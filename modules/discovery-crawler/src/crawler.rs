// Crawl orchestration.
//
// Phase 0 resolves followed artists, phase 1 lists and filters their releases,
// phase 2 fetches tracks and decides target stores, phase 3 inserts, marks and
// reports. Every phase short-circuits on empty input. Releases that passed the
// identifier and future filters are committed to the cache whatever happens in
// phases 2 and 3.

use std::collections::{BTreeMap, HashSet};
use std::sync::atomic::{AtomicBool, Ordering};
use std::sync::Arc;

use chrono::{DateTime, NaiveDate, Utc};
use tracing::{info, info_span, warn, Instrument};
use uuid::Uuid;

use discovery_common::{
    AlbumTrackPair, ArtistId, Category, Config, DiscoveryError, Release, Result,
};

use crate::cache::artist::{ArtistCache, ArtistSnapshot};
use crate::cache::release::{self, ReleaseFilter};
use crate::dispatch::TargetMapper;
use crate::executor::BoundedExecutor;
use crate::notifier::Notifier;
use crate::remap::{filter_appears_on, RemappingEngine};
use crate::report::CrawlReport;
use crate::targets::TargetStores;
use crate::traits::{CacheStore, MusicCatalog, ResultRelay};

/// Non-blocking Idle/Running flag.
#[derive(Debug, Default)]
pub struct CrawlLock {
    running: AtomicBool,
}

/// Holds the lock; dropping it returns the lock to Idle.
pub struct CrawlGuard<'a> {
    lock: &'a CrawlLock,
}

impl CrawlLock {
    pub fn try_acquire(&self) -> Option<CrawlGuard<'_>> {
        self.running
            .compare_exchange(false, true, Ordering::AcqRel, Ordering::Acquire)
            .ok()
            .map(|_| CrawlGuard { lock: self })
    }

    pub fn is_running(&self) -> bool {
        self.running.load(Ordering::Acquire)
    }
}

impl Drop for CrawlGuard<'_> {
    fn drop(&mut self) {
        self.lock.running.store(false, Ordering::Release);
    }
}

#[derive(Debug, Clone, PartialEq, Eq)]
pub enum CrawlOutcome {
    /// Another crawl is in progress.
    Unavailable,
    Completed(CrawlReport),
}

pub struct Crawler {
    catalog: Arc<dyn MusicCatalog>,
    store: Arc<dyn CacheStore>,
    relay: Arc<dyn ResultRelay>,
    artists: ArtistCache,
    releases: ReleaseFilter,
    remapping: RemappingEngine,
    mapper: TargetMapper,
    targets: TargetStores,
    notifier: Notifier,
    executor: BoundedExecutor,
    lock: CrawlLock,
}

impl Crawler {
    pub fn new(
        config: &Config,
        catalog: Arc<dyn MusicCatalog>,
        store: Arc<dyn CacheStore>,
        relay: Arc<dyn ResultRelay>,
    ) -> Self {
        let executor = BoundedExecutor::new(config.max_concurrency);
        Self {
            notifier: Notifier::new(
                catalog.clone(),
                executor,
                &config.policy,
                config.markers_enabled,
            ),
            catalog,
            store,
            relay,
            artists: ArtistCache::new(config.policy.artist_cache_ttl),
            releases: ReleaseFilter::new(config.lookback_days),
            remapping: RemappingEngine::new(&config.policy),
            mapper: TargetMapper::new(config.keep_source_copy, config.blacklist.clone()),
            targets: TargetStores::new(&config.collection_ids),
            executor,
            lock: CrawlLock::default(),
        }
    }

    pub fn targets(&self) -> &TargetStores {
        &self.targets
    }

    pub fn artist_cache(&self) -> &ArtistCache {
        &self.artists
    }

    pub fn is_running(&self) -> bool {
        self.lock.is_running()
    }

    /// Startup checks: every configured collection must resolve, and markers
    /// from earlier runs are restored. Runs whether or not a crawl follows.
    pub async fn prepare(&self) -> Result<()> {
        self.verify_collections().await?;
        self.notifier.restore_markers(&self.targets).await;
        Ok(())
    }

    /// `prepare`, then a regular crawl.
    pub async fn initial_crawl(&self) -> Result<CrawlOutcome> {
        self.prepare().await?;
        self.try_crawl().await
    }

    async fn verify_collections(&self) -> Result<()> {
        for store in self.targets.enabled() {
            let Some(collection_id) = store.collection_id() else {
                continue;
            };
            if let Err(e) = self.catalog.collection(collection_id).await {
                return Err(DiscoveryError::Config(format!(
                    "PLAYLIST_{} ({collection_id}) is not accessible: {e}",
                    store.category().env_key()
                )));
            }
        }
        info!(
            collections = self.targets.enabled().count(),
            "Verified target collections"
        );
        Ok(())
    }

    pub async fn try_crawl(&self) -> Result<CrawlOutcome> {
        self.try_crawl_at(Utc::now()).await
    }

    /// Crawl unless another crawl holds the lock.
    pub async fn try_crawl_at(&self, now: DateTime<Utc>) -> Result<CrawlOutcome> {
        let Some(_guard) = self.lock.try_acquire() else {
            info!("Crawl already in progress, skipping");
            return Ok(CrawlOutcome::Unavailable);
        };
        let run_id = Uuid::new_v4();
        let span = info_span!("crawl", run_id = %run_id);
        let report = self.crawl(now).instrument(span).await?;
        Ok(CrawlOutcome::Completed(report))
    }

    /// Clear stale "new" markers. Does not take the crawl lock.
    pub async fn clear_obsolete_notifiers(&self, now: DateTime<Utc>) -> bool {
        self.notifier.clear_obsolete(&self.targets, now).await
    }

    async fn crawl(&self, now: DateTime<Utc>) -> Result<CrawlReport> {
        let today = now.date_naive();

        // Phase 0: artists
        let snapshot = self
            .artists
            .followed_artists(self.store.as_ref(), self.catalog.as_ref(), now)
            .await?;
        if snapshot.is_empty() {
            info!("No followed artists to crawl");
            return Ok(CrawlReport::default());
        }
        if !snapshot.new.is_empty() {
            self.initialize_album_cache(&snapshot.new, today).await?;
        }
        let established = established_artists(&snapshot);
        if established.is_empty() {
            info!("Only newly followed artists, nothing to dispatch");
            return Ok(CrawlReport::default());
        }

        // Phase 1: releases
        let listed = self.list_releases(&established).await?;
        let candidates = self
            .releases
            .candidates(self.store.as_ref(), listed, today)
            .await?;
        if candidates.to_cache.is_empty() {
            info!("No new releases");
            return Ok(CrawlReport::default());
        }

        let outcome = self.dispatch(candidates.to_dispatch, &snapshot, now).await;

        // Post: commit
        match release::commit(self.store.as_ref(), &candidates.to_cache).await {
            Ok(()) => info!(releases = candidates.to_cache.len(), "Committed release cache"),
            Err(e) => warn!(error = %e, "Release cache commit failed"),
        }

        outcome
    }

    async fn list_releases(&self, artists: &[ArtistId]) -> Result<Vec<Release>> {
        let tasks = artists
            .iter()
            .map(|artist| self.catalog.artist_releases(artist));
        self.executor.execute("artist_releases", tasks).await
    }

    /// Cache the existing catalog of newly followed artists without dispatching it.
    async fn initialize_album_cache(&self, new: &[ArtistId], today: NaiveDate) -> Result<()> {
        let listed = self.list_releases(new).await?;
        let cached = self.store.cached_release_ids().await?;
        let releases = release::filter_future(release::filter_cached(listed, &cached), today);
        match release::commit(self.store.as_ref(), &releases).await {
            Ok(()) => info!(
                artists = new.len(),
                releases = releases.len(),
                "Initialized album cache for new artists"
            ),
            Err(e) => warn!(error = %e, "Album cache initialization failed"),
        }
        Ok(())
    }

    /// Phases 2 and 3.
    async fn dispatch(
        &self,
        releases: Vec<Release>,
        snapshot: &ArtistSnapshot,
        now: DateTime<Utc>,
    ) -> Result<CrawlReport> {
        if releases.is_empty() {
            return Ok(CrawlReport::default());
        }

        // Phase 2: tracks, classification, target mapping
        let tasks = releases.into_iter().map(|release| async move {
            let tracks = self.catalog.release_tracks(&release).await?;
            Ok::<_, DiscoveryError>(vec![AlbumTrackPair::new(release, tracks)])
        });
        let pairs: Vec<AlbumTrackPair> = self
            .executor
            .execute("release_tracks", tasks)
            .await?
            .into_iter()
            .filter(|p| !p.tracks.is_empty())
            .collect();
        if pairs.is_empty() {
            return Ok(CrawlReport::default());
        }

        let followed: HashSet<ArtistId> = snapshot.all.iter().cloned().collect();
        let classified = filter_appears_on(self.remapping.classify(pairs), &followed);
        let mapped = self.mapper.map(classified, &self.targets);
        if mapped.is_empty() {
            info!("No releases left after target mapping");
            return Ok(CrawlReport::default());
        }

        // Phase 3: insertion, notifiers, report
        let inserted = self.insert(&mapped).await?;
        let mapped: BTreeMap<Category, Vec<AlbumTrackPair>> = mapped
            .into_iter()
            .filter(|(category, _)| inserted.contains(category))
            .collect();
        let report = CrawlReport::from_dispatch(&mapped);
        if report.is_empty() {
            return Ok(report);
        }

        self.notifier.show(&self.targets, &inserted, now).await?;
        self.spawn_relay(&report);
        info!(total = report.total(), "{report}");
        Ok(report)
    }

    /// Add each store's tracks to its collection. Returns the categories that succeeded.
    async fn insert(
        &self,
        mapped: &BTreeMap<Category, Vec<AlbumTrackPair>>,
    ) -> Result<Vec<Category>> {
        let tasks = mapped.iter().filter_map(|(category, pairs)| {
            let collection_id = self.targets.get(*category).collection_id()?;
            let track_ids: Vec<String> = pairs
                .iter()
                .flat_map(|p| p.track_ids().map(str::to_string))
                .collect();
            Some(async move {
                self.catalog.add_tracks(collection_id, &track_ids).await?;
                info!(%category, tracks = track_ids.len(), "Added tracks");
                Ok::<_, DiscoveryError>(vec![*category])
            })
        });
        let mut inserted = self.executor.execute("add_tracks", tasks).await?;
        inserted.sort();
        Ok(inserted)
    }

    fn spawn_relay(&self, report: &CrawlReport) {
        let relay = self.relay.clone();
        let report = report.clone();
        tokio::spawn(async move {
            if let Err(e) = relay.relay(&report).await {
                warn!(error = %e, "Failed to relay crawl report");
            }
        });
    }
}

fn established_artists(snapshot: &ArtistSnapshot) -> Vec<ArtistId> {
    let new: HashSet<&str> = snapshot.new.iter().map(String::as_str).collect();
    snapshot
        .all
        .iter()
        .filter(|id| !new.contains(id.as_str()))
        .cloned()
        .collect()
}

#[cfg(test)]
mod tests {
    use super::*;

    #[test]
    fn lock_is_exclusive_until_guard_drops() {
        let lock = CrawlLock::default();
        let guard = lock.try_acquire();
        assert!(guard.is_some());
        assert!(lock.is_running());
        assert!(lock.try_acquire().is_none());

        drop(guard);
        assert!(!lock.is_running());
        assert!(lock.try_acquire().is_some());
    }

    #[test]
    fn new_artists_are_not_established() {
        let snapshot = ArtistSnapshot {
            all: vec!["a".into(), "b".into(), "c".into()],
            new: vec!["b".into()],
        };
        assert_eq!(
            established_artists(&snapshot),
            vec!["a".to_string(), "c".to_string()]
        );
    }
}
....................
= Exercise goal =
Line count for "classified": state how many lines of the records contain it, and give only the number.

= Result of this exercise =
2